París.- El inicio de la aventura para los atletas en París 2024 se marcó el último miércoles con los primeros partidos de fútbol y rugby siete. No obstante, la ceremonia de apertura fue la verdadera señal de inicio para los Juegos Olímpicos, ofreciendo un espectáculo en el cual Francia desplegó su encanto y su narrativa global, promocionando su prestigio como líder turístico a nivel mundial.
A pesar de que la lluvia opacó el ambiente, el magnífico escenario compensó, haciendo que la vista de la pirámide del Louvre o la torre Eiffel decorada con los aros olímpicos y bañada por luces nocturnas, hicieran olvidar cualquier contratiempo.
Francia ha sabido aprovechar el cine para destacar sus productos.
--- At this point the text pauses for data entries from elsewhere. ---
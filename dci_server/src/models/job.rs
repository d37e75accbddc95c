//! job — one scheduled run of a remoteci against a resolved component set.

use std::fmt;
use std::str::FromStr;

use chrono::{DateTime, Utc};
use diesel::deserialize::{self, FromSql};
use diesel::pg::{Pg, PgValue};
use diesel::prelude::*;
use diesel::serialize::{self, Output, ToSql};
use diesel::sql_types::Text;
use serde::{Deserialize, Serialize};
use uuid::Uuid;

use super::ResourceState;
use crate::schema::{jobs, jobs_components};

/// Status of a job. Stored as its kebab-case name.
#[derive(
    Debug,
    Clone,
    Copy,
    PartialEq,
    Eq,
    Hash,
    Serialize,
    Deserialize,
    diesel::AsExpression,
    diesel::FromSqlRow,
)]
#[diesel(sql_type = Text)]
#[serde(rename_all = "kebab-case")]
pub enum JobStatus {
    New,
    PreRun,
    Running,
    PostRun,
    Success,
    Failure,
    Killed,
    Error,
}

impl JobStatus {
    /// Statuses the reaper considers abandoned once they are old enough.
    pub const ACTIVE: [JobStatus; 4] = [
        JobStatus::New,
        JobStatus::PreRun,
        JobStatus::Running,
        JobStatus::PostRun,
    ];

    pub fn as_str(&self) -> &'static str {
        match self {
            JobStatus::New => "new",
            JobStatus::PreRun => "pre-run",
            JobStatus::Running => "running",
            JobStatus::PostRun => "post-run",
            JobStatus::Success => "success",
            JobStatus::Failure => "failure",
            JobStatus::Killed => "killed",
            JobStatus::Error => "error",
        }
    }

    /// No further work is expected for the job.
    pub fn is_final(&self) -> bool {
        matches!(
            self,
            JobStatus::Success | JobStatus::Failure | JobStatus::Error | JobStatus::Killed
        )
    }

    /// A result the worker reported; entering one of these emits a job event.
    pub fn is_reported_result(&self) -> bool {
        matches!(
            self,
            JobStatus::Success | JobStatus::Failure | JobStatus::Error
        )
    }

    /// The run has not started executing tests yet.
    pub fn is_setup(&self) -> bool {
        matches!(self, JobStatus::New | JobStatus::PreRun)
    }
}

impl fmt::Display for JobStatus {
    fn fmt(&self, f: &mut fmt::Formatter<'_>) -> fmt::Result {
        f.write_str(self.as_str())
    }
}

impl FromStr for JobStatus {
    type Err = String;

    fn from_str(s: &str) -> Result<Self, Self::Err> {
        match s {
            "new" => Ok(JobStatus::New),
            "pre-run" => Ok(JobStatus::PreRun),
            "running" => Ok(JobStatus::Running),
            "post-run" => Ok(JobStatus::PostRun),
            "success" => Ok(JobStatus::Success),
            "failure" => Ok(JobStatus::Failure),
            "killed" => Ok(JobStatus::Killed),
            "error" => Ok(JobStatus::Error),
            other => Err(format!("unknown job status: {other}")),
        }
    }
}

impl ToSql<Text, Pg> for JobStatus {
    fn to_sql<'b>(&'b self, out: &mut Output<'b, '_, Pg>) -> serialize::Result {
        <str as ToSql<Text, Pg>>::to_sql(self.as_str(), out)
    }
}

impl FromSql<Text, Pg> for JobStatus {
    fn from_sql(bytes: PgValue<'_>) -> deserialize::Result<Self> {
        let raw = <String as FromSql<Text, Pg>>::from_sql(bytes)?;
        raw.parse().map_err(Into::into)
    }
}

#[derive(Debug, Clone, Queryable, Selectable, Insertable, Serialize, Deserialize)]
#[diesel(table_name = jobs)]
pub struct Job {
    pub id: Uuid,
    pub remoteci_id: Uuid,
    pub team_id: Uuid,
    pub topic_id: Uuid,
    pub product_id: Option<Uuid>,
    pub rconfiguration_id: Option<Uuid>,
    pub previous_job_id: Option<Uuid>,
    pub status: JobStatus,
    pub comment: Option<String>,
    /// Seconds elapsed between creation and the last status change.
    pub duration: i32,
    /// Optimistic-concurrency token, rotated on every write.
    pub etag: Uuid,
    pub state: ResourceState,
    pub created_at: DateTime<Utc>,
    pub updated_at: DateTime<Utc>,
}

/// Fields written by a status transition.
#[derive(Debug, Clone, AsChangeset)]
#[diesel(table_name = jobs)]
pub struct JobStatusUpdate {
    pub status: JobStatus,
    pub comment: Option<String>,
    pub duration: i32,
    pub etag: Uuid,
    pub updated_at: DateTime<Utc>,
}

/// Link between a job and one of its resolved components.
#[derive(Debug, Clone, Queryable, Insertable)]
#[diesel(table_name = jobs_components)]
pub struct JobComponent {
    pub job_id: Uuid,
    pub component_id: Uuid,
    pub position: i32,
}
Es común ver en sus filmes a actores conduciendo automóviles “fabricados en Francia”. Por ello, no dejaron pasar la oportunidad de recordarle al mundo, a través de la televisión, que sus famosos ‘bateaux mouches’ surcan el Sena, invitando a futuros visitantes a disfrutar de un paseo por París.
Los elementos presentados en París 2024 evidenciaron las fortalezas de la ciudad. Sus tradiciones fueron exhibidas con orgullo, incluyendo el cabaret, representado por Lady Gaga.
Vistas aéreas nos llevaron a recorrer el Louvre; Zidane mantuvo su estatus de ícono ‘blue’ mediante un video con su antorcha recorriendo el modernizado metro parisino; y el mundo del diseño y del lujo fue representado por el baúl de Louis Vuitton, que ha estado presente en el ámbito deportivo, recientemente al resguardar el trofeo de la última Copa del Mundo ganada por Leo Messi en Qatar.

El renombre del baúl de Vuitton surge del traslado del equipaje de Eugenia de Montijo, esposa de Napoleón III, entre otros lugares a Biarritz por vacaciones de verano a finales del siglo XIX y principios del XX. Esto propulsó a Vuitton, quien llegó a París a los 16 años desde su pueblo natal para empezar como aprendiz de artesano, sentando las bases del ‘imperio’ actual.
La ceremonia de inauguración rindió tributo a las mujeres francesas, figuras históricas e inspiradoras para la sociedad como Alice Milliat, Paulette Nardal, Jeanne Barret, Christine de Pisan, con La Marsellesa resonando en el fondo. También honró el legado de Gustave Eiffel, el ingeniero civil que innovó con el hierro en la construcción de puentes para los ferrocarriles franceses, y cuyo taller produjo estructuras como la pasarela del río Onyar en Girona.

La torre Eiffel se convirtió en el centro de atención de la noche, con 10.500 atletas listos para competir. Las ceremonias suelen ser agotadoras, lo que llevó a muchos a buscar refugio y seguir el evento por televisión. Varias ciudades en Europa, incluyendo Múnich, Roma, Estocolmo, Cracovia y Hamburgo, han optado en contra de albergar los Juegos Olímpicos. Pero París, liderando a la vieja Europa, se niega a ceder este emblema a otros continentes y naciones emergentes. Y como gran final, se presentó un gesto de pura celebración sin chovinismo, dejando que figuras como Rafa Nadal, Serena Williams, Nadia Comaneci y Carl Lewis formaran parte del último tramo del recorrido de la antorcha, culminada por Marie-José Perec y Teddy Riner encendiendo el pebetero en el Jardín de las Tullerías.